Even if you do not get the chance to read that National Geographic article, there are some things that each of us can do to help reduce the plastic/styrofoam waste problem — both right here in our city, and worldwide:
1. Reduce our usage of plastic bags, plastic straws, plastic drink cups, styrofoam coffee cups, and styrofoam/plastic “take home our leftovers from the restaurant” containers. (If you do not really need a bag when you buy something in a store, tell the cashier “no bag is necessary.” At restaurants, tell the waiter/waitress “I can drink without a straw.” Encourage companies you do business with to use paper or cloth or other non-plastic items, instead of plastics/styrofoam, whenever possible.)
2. When you need to buy products packaged in plastic containers, try to buy products (including food) packaged in containers marked with “1” and “2” (triangular) recycling symbols. Items marked with a “1” or a “2” recycling symbol are “easy” for manufacturers to recycle — easier than the other five plastics numbers (“4” and “5” are termed “manageable”, “6” is “difficult”, and “3” and “7” are “very difficult” to recycle.)

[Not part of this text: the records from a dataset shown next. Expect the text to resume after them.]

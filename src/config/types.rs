use crate::extraction::ScheduleType;
use serde::Deserialize;
use std::collections::HashMap;

/// Main configuration structure for Schedule Scout
#[derive(Debug, Clone, Deserialize)]
pub struct Config {
    pub crawler: CrawlerConfig,
    #[serde(default)]
    pub politeness: PolitenessConfig,
    #[serde(rename = "user-agent")]
    pub user_agent: UserAgentConfig,
    pub output: OutputConfig,
    #[serde(default)]
    pub scoring: ScoringConfig,
    #[serde(default)]
    pub extraction: ExtractionConfig,
    #[serde(default)]
    pub keywords: KeywordConfig,
    #[serde(default)]
    pub ai: Option<AiConfig>,
    #[serde(default)]
    pub browser: Option<BrowserConfig>,
    /// Per-operation circuit breaker overrides, keyed by operation name
    /// (e.g. `page-load`, `url-verification`)
    #[serde(default)]
    pub breakers: HashMap<String, BreakerOverride>,
    #[serde(default, rename = "site")]
    pub sites: Vec<SiteEntry>,
}

/// Whether breaker counters are shared by every worker or owned per site
#[derive(Debug, Clone, Copy, PartialEq, Eq, Deserialize, Default)]
#[serde(rename_all = "lowercase")]
pub enum BreakerScope {
    #[default]
    Process,
    Site,
}

/// Crawl session behavior configuration
#[derive(Debug, Clone, Deserialize)]
#[serde(default, rename_all = "kebab-case")]
pub struct CrawlerConfig {
    /// Default page-visit budget for one site
    pub max_pages_per_site: u32,

    /// Floor the budget never shrinks below when golden URLs are known
    pub min_pages_per_site: u32,

    /// Budget removed for each golden URL the site already has
    pub golden_budget_reduction: u32,

    /// Number of sites crawled concurrently
    pub max_concurrent_sites: u32,

    /// Static navigation extraction yielding fewer links than this triggers
    /// browser-rendered navigation discovery
    pub min_nav_links: usize,

    /// Maximum sub-sitemaps expanded from one sitemap index
    pub sitemap_fanout: usize,

    /// Ranked candidate pages tried per schedule type before giving up
    pub max_extraction_attempts: usize,

    /// Consecutive bot-blocked page fetches before switching to the browser
    pub block_streak: u32,

    pub breaker_scope: BreakerScope,
}

impl Default for CrawlerConfig {
    fn default() -> Self {
        Self {
            max_pages_per_site: 50,
            min_pages_per_site: 10,
            golden_budget_reduction: 15,
            max_concurrent_sites: 4,
            min_nav_links: 5,
            sitemap_fanout: 5,
            max_extraction_attempts: 3,
            block_streak: 2,
            breaker_scope: BreakerScope::Process,
        }
    }
}

/// Rate limiting and robots.txt behavior
#[derive(Debug, Clone, Deserialize)]
#[serde(default, rename_all = "kebab-case")]
pub struct PolitenessConfig {
    /// Minimum delay between requests to one origin when robots.txt sets none
    pub default_crawl_delay_secs: f64,

    /// Upper bound of the random jitter added on top of the delay
    pub max_jitter_secs: f64,

    /// Hours before a cached robots.txt is refetched
    pub robots_ttl_hours: i64,

    /// Refuse plain-HTTP connections
    pub https_only: bool,
}

impl Default for PolitenessConfig {
    fn default() -> Self {
        Self {
            default_crawl_delay_secs: 2.0,
            max_jitter_secs: 3.0,
            robots_ttl_hours: 24,
            https_only: false,
        }
    }
}

/// User agent identification configuration
#[derive(Debug, Clone, Deserialize)]
pub struct UserAgentConfig {
    /// Name of the crawler, also the token matched against robots.txt groups
    #[serde(rename = "crawler-name")]
    pub crawler_name: String,

    /// Version of the crawler
    #[serde(rename = "crawler-version")]
    pub crawler_version: String,

    /// URL with information about the crawler
    #[serde(rename = "contact-url")]
    pub contact_url: String,

    /// Email address for crawler-related contact
    #[serde(rename = "contact-email")]
    pub contact_email: String,

    /// Additional full user-agent strings to rotate through
    #[serde(default)]
    pub rotation: Vec<String>,
}

impl UserAgentConfig {
    /// Formats the identifying user-agent string
    ///
    /// Format: `CrawlerName/Version (+ContactURL; ContactEmail)`
    pub fn identity(&self) -> String {
        format!(
            "{}/{} (+{}; {})",
            self.crawler_name, self.crawler_version, self.contact_url, self.contact_email
        )
    }
}

/// Output configuration
#[derive(Debug, Clone, Deserialize)]
pub struct OutputConfig {
    /// Path to the SQLite database file
    #[serde(rename = "database-path")]
    pub database_path: String,

    /// Path to the markdown summary file
    #[serde(rename = "summary-path")]
    pub summary_path: String,
}

/// URL priority scoring constants
#[derive(Debug, Clone, Deserialize)]
#[serde(default, rename_all = "kebab-case")]
pub struct ScoringConfig {
    pub same_domain_bonus: f64,
    pub depth_bonus: f64,
    /// Paths deeper than this many segments earn the depth bonus
    pub depth_threshold: usize,
    pub negative_penalty: f64,
}

impl Default for ScoringConfig {
    fn default() -> Self {
        Self {
            same_domain_bonus: 10.0,
            depth_bonus: 1.0,
            depth_threshold: 2,
            negative_penalty: 2.0,
        }
    }
}

/// Extraction chain configuration
#[derive(Debug, Clone, Deserialize)]
#[serde(default, rename_all = "kebab-case")]
pub struct ExtractionConfig {
    /// Schedule types looked for on every site
    pub schedule_types: Vec<ScheduleType>,

    /// Adaptive AI acceptance threshold before adjustments
    pub threshold_base: f64,
    pub threshold_min: f64,
    pub threshold_max: f64,

    /// Threshold discount per ten keyword hits per thousand words
    pub density_weight: f64,
    pub max_density_discount: f64,

    pub long_content_chars: usize,
    pub long_content_discount: f64,
    pub short_content_chars: usize,
    pub short_content_penalty: f64,

    /// Confidence at or above which a source URL becomes golden
    pub golden_min_confidence: u8,
}

impl Default for ExtractionConfig {
    fn default() -> Self {
        Self {
            schedule_types: ScheduleType::all().to_vec(),
            threshold_base: 70.0,
            threshold_min: 40.0,
            threshold_max: 90.0,
            density_weight: 2.0,
            max_density_discount: 20.0,
            long_content_chars: 2000,
            long_content_discount: 10.0,
            short_content_chars: 300,
            short_content_penalty: 10.0,
            golden_min_confidence: 75,
        }
    }
}

/// Keyword-weight store configuration
#[derive(Debug, Clone, Deserialize)]
#[serde(default, rename_all = "kebab-case")]
pub struct KeywordConfig {
    /// Optional TOML file of keyword entries
    pub file: Option<String>,

    /// Read keywords from the `keywords` table of the database
    pub use_database: bool,

    /// Use the built-in table when no store yields keywords
    pub allow_fallback: bool,
}

impl Default for KeywordConfig {
    fn default() -> Self {
        Self {
            file: None,
            use_database: true,
            allow_fallback: true,
        }
    }
}

/// OpenAI-compatible chat completion backend
#[derive(Debug, Clone, Deserialize)]
#[serde(rename_all = "kebab-case")]
pub struct AiConfig {
    /// Base URL, e.g. `https://api.openai.com/v1`
    pub endpoint: String,
    pub model: String,
    /// Environment variable holding the API key
    #[serde(default = "default_api_key_env")]
    pub api_key_env: String,
    /// Page text is truncated to this many characters before prompting
    #[serde(default = "default_max_content_chars")]
    pub max_content_chars: usize,
    /// Per-request timeout
    #[serde(default = "default_ai_timeout")]
    pub timeout_secs: u64,
}

fn default_ai_timeout() -> u64 {
    30
}

fn default_api_key_env() -> String {
    "OPENAI_API_KEY".to_string()
}

fn default_max_content_chars() -> usize {
    8000
}

/// Headless rendering service
#[derive(Debug, Clone, Deserialize)]
#[serde(rename_all = "kebab-case")]
pub struct BrowserConfig {
    /// Render endpoint accepting `POST {"url", "timeout_ms"}`
    pub endpoint: String,
    #[serde(default = "default_browser_timeout")]
    pub timeout_secs: u64,
}

fn default_browser_timeout() -> u64 {
    30
}

/// Partial breaker configuration; unset fields keep the preset value
#[derive(Debug, Clone, Default, Deserialize)]
#[serde(rename_all = "kebab-case")]
pub struct BreakerOverride {
    pub failure_threshold: Option<u32>,
    pub recovery_timeout_secs: Option<f64>,
    pub success_threshold: Option<u32>,
    pub request_timeout_secs: Option<f64>,
    pub max_retries: Option<u32>,
    pub retry_delay_secs: Option<f64>,
}

/// A target site
#[derive(Debug, Clone, Deserialize)]
pub struct SiteEntry {
    pub id: i64,
    pub name: String,
    pub url: String,
    #[serde(default)]
    pub group: Option<String>,
}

3. Obtain and use some sort of a reusable water bottle (and/or a reusable coffee cup), rather than buying new “pre-filled” water bottles every time you drink a bottle of water (or getting a new “throw-away” styrofoam coffee cup each time you visit the local coffee shop.)
4. Recycle whatever plastics you can. And try not to let your plastic recycling items “blow around” in the wind/windstorms — weigh them (and your recyclable paper items) down with heavier items inside your recycling bins (a lot of items initially placed in bins end up “escaping” from the bins, and disintegrating into little pieces in roadside ditches, streams, and storm sewers all over Beavercreek.) Right now in the US we recycle only about 9% of our plastics. Globally the recycling rate is about twice that. China and European countries recycle approximately three times as much plastic as America does.
5. Try to throw away all plastic garbage/litter in garbage cans, and dispose of cigarette butts (including their integral plastic cigarette filters) in cigarette disposal “devices” — ones that are designed for safe cigarette butt disposal.
6. When you go out for a walk or jog around your neighborhood, take two small bags along with you on the walk/jog (one for the recyclable items you find along the route, and one for the trash items you find.)
7. Try not to run over plastic and styrofoam (and metal cans) items with your lawn mower (and also please mention that to commercial contractors — if you hire them to mow and trim your lawn for you), or even with your car/vehicle. That starts the process of breaking plastics and styrofoam into smaller and smaller pieces of trash — that are more difficult to pick up and throw away before they become tiny “micro” plastic fragments. The metal can fragments/shards can be dangerous too.
Ed Bogden represents the BEAC and BCWA with his monthly columns.